Obama Wave Stuns Clinton's Black Supporters

By Kevin Merida
Washington Post Staff Writer
Tuesday, February 19, 2008

You can see the confusion on some of their faces, hear the concern in their voices. How in the world do we deal with this?

Hillary Clinton's black supporters -- especially the most prominent ones -- hadn't expected their candidate to be in a dogfight right now. They thought Barack Obama was an election cycle or two away from being serious presidential timber. They thought Bill Clinton's presidency and the close relationships the Clintons had forged with African Americans would translate into goo-gobs of votes in '08. They were wrong.

Remember all the commentator chatter last summer: Is Barack Obama black enough?

Well, he's black enough now.

Obama has swamped Clinton among black voters in each of the 20 contests that had exit polls and large enough samples of African Americans to be meaningful. Just to put that kind of shutout in perspective, black voters represent the only demographic group that the New York senator has not carried at least once during the Democratic primary campaign. Obama now has such a lock on the loyalties of African Americans -- 84 percent of the black vote in Alabama, 87 percent in Georgia, 84 percent in Maryland, and on and on -- that the black vote is no longer contestable.

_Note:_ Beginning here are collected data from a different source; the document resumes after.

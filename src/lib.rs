//! Single-screen arcade shooter.
//!
//! Core modules:
//! - `entities`: pure data (bodies, player, bullets, enemies, particles, game state)
//! - `spawner`: randomized enemy spawns, particle bursts and shots
//! - `collision`: AABB overlap and the per-step hit resolution
//! - `compute`: the per-frame simulation step and session transitions
//! - `input`: held-key tracking for terminals without release events
//! - `display`: terminal rendering (reads state, never mutates it)

pub mod collision;
pub mod compute;
pub mod display;
pub mod entities;
pub mod input;
pub mod spawner;

/// Gameplay constants. Fixed at compile time.
pub mod consts {
    // Arena size in logical units
    pub const SCREEN_WIDTH: f32 = 800.0;
    pub const SCREEN_HEIGHT: f32 = 600.0;

    /// Upper bound on a single simulation step (seconds)
    pub const MAX_DT: f32 = 0.05;

    pub const PLAYER_WIDTH: f32 = 40.0;
    pub const PLAYER_HEIGHT: f32 = 40.0;
    pub const PLAYER_START_X: f32 = SCREEN_WIDTH / 2.0 - 20.0;
    pub const PLAYER_START_Y: f32 = SCREEN_HEIGHT - 80.0;
    pub const PLAYER_MAX_HEALTH: i32 = 100;
    /// Per-axis movement speed; diagonals are not normalized
    pub const PLAYER_SPEED: f32 = 300.0;
    pub const PLAYER_SHOOT_COOLDOWN: f32 = 0.2;

    pub const BULLET_WIDTH: f32 = 4.0;
    pub const BULLET_HEIGHT: f32 = 10.0;
    pub const PLAYER_BULLET_SPEED: f32 = -500.0;
    pub const ENEMY_BULLET_SPEED: f32 = 300.0;
    /// Bullets die once they leave the arena by this margin
    pub const BULLET_MARGIN: f32 = 20.0;

    pub const ENEMY_WIDTH: f32 = 40.0;
    pub const ENEMY_HEIGHT: f32 = 40.0;
    pub const ENEMY_HEALTH: i32 = 2;
    pub const ENEMY_SPEED: f32 = 30.0;
    pub const ENEMY_SPAWN_Y: f32 = -50.0;
    pub const ENEMY_SPAWN_MIN_X: f32 = 20.0;
    pub const ENEMY_SPAWN_MAX_X: f32 = SCREEN_WIDTH - 60.0;
    pub const ENEMY_SHOOT_INTERVAL: f32 = 2.0;
    /// Enemies die once they fall this far below the arena
    pub const ENEMY_MARGIN: f32 = 50.0;
    pub const ENEMY_SCORE: u32 = 10;

    pub const PARTICLE_SIZE: f32 = 3.0;
    pub const PARTICLE_DECAY: f32 = 2.0;
    pub const PARTICLE_MIN_SPEED: f32 = 50.0;
    pub const PARTICLE_MAX_SPEED: f32 = 200.0;

    /// Spawn interval curve: max(MIN, BASE - game_time * RAMP)
    pub const SPAWN_INTERVAL_BASE: f32 = 2.0;
    pub const SPAWN_INTERVAL_MIN: f32 = 0.5;
    pub const SPAWN_INTERVAL_RAMP: f32 = 0.05;

    pub const BULLET_HIT_DAMAGE: i32 = 10;
    pub const BODY_HIT_DAMAGE: i32 = 20;
}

Which brings us back to the dilemma facing some of Clinton's high-profile black supporters -- those with titles and constituencies of their own. They are feeling some kind of crazy pressure. Last Friday, about 25 of them held an hour-long conference call to discuss what one described as an effort to "pester, intimidate, question our blackness" for not supporting Obama.

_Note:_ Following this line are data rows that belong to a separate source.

/// Held-key tracking for the terminal front-end.
///
/// Instead of acting on each key event individually, `KeyTracker` records
/// the frame number of the last press/repeat event for every key.  Each
/// frame the game asks which keys are still "fresh" (within `HOLD_WINDOW`
/// frames) and applies all their effects together, so Space and the arrow
/// keys can be held at the same time.
///
/// Works on two classes of terminal:
/// * **Keyboard-enhancement capable** (kitty protocol and friends): proper
///   `Press` / `Repeat` / `Release` events, keys are removed on release.
/// * **Classic terminals**: only `Press` events (OS key-repeat shows up as
///   repeated `Press`).  Keys expire after `HOLD_WINDOW` frames of silence.

use std::collections::HashMap;

use crossterm::event::{KeyCode, KeyEvent, KeyEventKind, KeyModifiers};

use crate::compute::Controls;

/// A key is held if its last press/repeat arrived within this many frames.
pub const HOLD_WINDOW: u64 = 4;

/// One-shot actions decoded from a key press.
#[derive(Clone, Copy, Debug, PartialEq, Eq)]
pub enum Action {
    Quit,
    Restart,
}

#[derive(Debug, Default)]
pub struct KeyTracker {
    key_frame: HashMap<KeyCode, u64>,
}

impl KeyTracker {
    pub fn new() -> Self {
        Self::default()
    }

    /// Record one key event seen during `frame`.  Returns the discrete
    /// action it triggers, if any.
    pub fn handle(&mut self, event: &KeyEvent, frame: u64) -> Option<Action> {
        match event.kind {
            KeyEventKind::Press => {
                self.key_frame.insert(event.code, frame);
                action_for(event)
            }
            KeyEventKind::Repeat => {
                self.key_frame.insert(event.code, frame);
                None
            }
            KeyEventKind::Release => {
                self.key_frame.remove(&event.code);
                None
            }
        }
    }

    pub fn is_held(&self, key: &KeyCode, frame: u64) -> bool {
        self.key_frame
            .get(key)
            .map(|&last| frame.saturating_sub(last) <= HOLD_WINDOW)
            .unwrap_or(false)
    }

    fn any_held(&self, keys: &[KeyCode], frame: u64) -> bool {
        keys.iter().any(|k| self.is_held(k, frame))
    }

    /// Movement and fire state for this frame.
    pub fn controls(&self, frame: u64) -> Controls {
        Controls {
            left: self.any_held(&[KeyCode::Left, KeyCode::Char('a'), KeyCode::Char('A')], frame),
            right: self.any_held(&[KeyCode::Right, KeyCode::Char('d'), KeyCode::Char('D')], frame),
            up: self.any_held(&[KeyCode::Up, KeyCode::Char('w'), KeyCode::Char('W')], frame),
            down: self.any_held(&[KeyCode::Down, KeyCode::Char('s'), KeyCode::Char('S')], frame),
            fire: self.is_held(&KeyCode::Char(' '), frame),
        }
    }
}

fn action_for(event: &KeyEvent) -> Option<Action> {
    match event.code {
        KeyCode::Esc | KeyCode::Char('q') | KeyCode::Char('Q') => Some(Action::Quit),
        KeyCode::Char('c') if event.modifiers.contains(KeyModifiers::CONTROL) => {
            Some(Action::Quit)
        }
        KeyCode::Char('r') | KeyCode::Char('R') => Some(Action::Restart),
        _ => None,
    }
}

The catalyst for the call was a report in the New York Times that Rep. John Lewis (D-Ga.) was wavering in his support of Clinton. Lewis would not comment, but according to the Times, the congressman had indicated he was prepared to fully flip and back Obama and thus be more in step with his congressional district, which voted 3-to-1 for Obama on Super Tuesday. This bit of news was extremely significant, for Lewis is one of the coveted "superdelegates," those 796 elected officials and party insiders who are not bound by anything that has or will happen at the polls. They are free to choose the candidate of their liking, as unpledged delegates to the national convention. And with the nomination fight so razor-close, they are being wooed -- some say harassed -- like never before.

Lewis's office tried to put the brakes on the notion that a switch of allegiance to Obama was imminent. But too late. Some of Clinton's other black supporters decided to rally and try to blunt the fallout. Among those on the conference call were Trenton Mayor Doug Palmer, former Denver mayor Wellington Webb, and congresswomen Sheila Jackson Lee of Texas and Stephanie Tubbs Jones of Ohio.

Palmer was among the more forceful voices, urging others on the call, as he put it yesterday, "to stand up and say why you're for Hillary Clinton in the face of adversity. We can't afford to be wishy-washy . . . Stand up. Fight. Advocate for your candidate. Don't capitulate. . . . Don't let nobody intimidate or threaten you. Just hold on."

In an interview Palmer still sounded riled about a few things he had heard about. One of them, reported by the Associated Press, was a private conversation between Rep. Emanuel Cleaver (D-Mo.), a Clinton supporter, and Rep. Jesse Jackson Jr. (D-Ill.), one of Obama's national campaign co-chairmen. Both lawmakers are superdelegates. Jackson had asked Cleaver if he wanted to go down in history as someone who prevented an African American from occupying the White House for the first time. Separately, Jackson told the AP that supporting Clinton in districts where Obama won overwhelmingly might place those politicians at risk of a primary challenge.

It just so happens that Palmer, the first black mayor of Trenton and an 18-year incumbent, presides over a city that voted overwhelmingly for Obama. Not that he is worried, mind you. Just bothered.

"To intimate that you may face a challenge for what you believe in, I just think that's over the top," said Palmer, who was first elected in 1990 by a 300-vote margin and has been reelected fairly easily ever since. "I think my citizens pretty much understand that I am a person who stands up for what I believe in. I'm not saying that if I run again somebody won't hold that against me. That's politics."